Dataset entries
════════════════

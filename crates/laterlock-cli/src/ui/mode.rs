//! Output mode routing logic.

/// Output mode determines how results are formatted.
#[derive(Debug, Clone, Copy, PartialEq, Eq, Default)]
pub enum OutputMode {
    /// Machine-readable JSON output only
    Json,
    /// Plain text, stable for logs and scripts
    #[default]
    Plain,
    /// Human-friendly with colors and formatting (TTY only)
    Pretty,
}

impl OutputMode {
    /// Resolve output mode from flags and environment.
    ///
    /// Routing rules:
    /// 1. `--json` overrides everything (exclusive mode)
    /// 2. `--plain` or `TERM=dumb` forces plain
    /// 3. Pretty only when stdout is TTY
    pub fn resolve(json_flag: bool, plain_flag: bool, is_tty: bool, term_is_dumb: bool) -> Self {
        if json_flag {
            return Self::Json;
        }
        if plain_flag || term_is_dumb {
            return Self::Plain;
        }
        if is_tty {
            Self::Pretty
        } else {
            Self::Plain
        }
    }

    pub fn is_json(&self) -> bool {
        matches!(self, Self::Json)
    }

    pub fn is_pretty(&self) -> bool {
        matches!(self, Self::Pretty)
    }
}

#[cfg(test)]
mod tests {
    use super::*;

    #[test]
    fn test_json_exclusive() {
        // --json always wins, even with other flags
        let mode = OutputMode::resolve(true, true, true, false);
        assert_eq!(mode, OutputMode::Json);
    }

    #[test]
    fn test_plain_forces() {
        let mode = OutputMode::resolve(false, true, true, false);
        assert_eq!(mode, OutputMode::Plain);
    }

    #[test]
    fn test_term_dumb_forces_plain() {
        let mode = OutputMode::resolve(false, false, true, true);
        assert_eq!(mode, OutputMode::Plain);
    }

    #[test]
    fn test_tty_gets_pretty() {
        let mode = OutputMode::resolve(false, false, true, false);
        assert_eq!(mode, OutputMode::Pretty);
    }

    #[test]
    fn test_non_tty_gets_plain() {
        let mode = OutputMode::resolve(false, false, false, false);
        assert_eq!(mode, OutputMode::Plain);
    }
}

════════════════

YOUR INSTRUCTIONS:
Among the lines above, which ones hold the string "true"? Show them.

EXERCISE RESULT:
        let mode = OutputMode::resolve(true, true, true, false);
        let mode = OutputMode::resolve(false, true, true, false);
        let mode = OutputMode::resolve(false, false, true, true);
        let mode = OutputMode::resolve(false, false, true, false);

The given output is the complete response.